Wenn man diesen Titel liest, denkt manch einer vielleicht: „Was ist das denn für eine Aussage?“ Aber ja, es stimmt. Natur kann auch einsam sein. Fragil, mit einer Prise Gefühle des Fotografen.

Besonders schwer hört es sich nicht an: Man sucht ein Objekt, legt es sich zurecht und macht – klick – ein Foto. Ganz ehrlich: Kompliziert ist es nicht, „Modelle“ zu finden – anders als in der Portraitfotografie.
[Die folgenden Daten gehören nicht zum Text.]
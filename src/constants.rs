//! Application constants
//!
//! Centralized location for magic strings and configuration defaults.

use std::time::Duration;

/// Default base URL of the GymTrack API
pub const DEFAULT_API_URL: &str = "http://localhost:3333";

/// Default HTTP timeout in seconds
pub const DEFAULT_TIMEOUT_SECS: u64 = 30;

/// Directory under $HOME holding config, session and log
pub const CONFIG_DIR_NAME: &str = ".gymtrack";

pub const CONFIG_FILE_NAME: &str = "config.yaml";
pub const SESSION_FILE_NAME: &str = "session.yaml";
pub const LOG_FILE_NAME: &str = "gymtrack.log";

/// Muscle group selected when the home screen first mounts
pub const DEFAULT_GROUP: &str = "antebraço";

/// Minimum password length accepted by every form
pub const MIN_PASSWORD_LEN: usize = 6;

/// Avatar upload limit
pub const PHOTO_MB_SIZE: u64 = 5;
pub const PHOTO_BYTE_SIZE: u64 = PHOTO_MB_SIZE * 1024 * 1024;

/// How long a toast stays on screen
pub const TOAST_TTL: Duration = Duration::from_secs(3);

/// Application name
pub const APP_NAME: &str = "GymTrack";

/// Application version
pub const APP_VERSION: &str = env!("CARGO_PKG_VERSION");

// Fallback toast titles, used when the server gave no message

pub const FALLBACK_SIGN_IN: &str = "Could not sign in. Try again.";
pub const FALLBACK_SIGN_UP: &str = "Could not create the account, try again later.";
pub const FALLBACK_GROUPS: &str = "Could not load the muscle groups";
pub const FALLBACK_EXERCISES: &str = "Could not load the exercises for this muscle group";
pub const FALLBACK_EXERCISE_DETAILS: &str = "Could not load the exercise details";
pub const FALLBACK_REGISTER_HISTORY: &str = "Could not register the exercise";
pub const FALLBACK_HISTORY: &str = "Could not load the history";
pub const FALLBACK_PROFILE_UPDATE: &str = "Could not update the profile, try again later.";
pub const FALLBACK_AVATAR_UPLOAD: &str = "Could not update the photo, try again later.";

pub const SUCCESS_REGISTER_HISTORY: &str = "Congratulations! Exercise registered in your history";
pub const SUCCESS_PROFILE_UPDATE: &str = "Profile updated successfully!";
pub const SUCCESS_AVATAR_UPLOAD: &str = "Photo updated successfully!";
pub const SUCCESS_SIGN_UP: &str = "Account created!";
Kamera eingepackt, Objektive noch einmal kontrolliert, Jacke an und raus für einen Spaziergang.

Natur mal anders: Einsam 2

Besonders im Winter wird es einem erleichtert, Aufnahmen wie die obige zu machen. Denn genau zu der Jahreszeit, in der die meisten Menschen zuhause in eine Decke eingepackt Tee trinken, gehe ich raus in die Kälte – mit ein bisschen Musik und Handschuhen ist mir sogar Schnee egal – und suche meine Foto-Objekte. Und das läuft eher spontan ab: Ich habe so meine Stellen, an denen ich gerne fotografiere, weil das Licht oft passt und den Bildern eine bestimmte Stimmung verleiht.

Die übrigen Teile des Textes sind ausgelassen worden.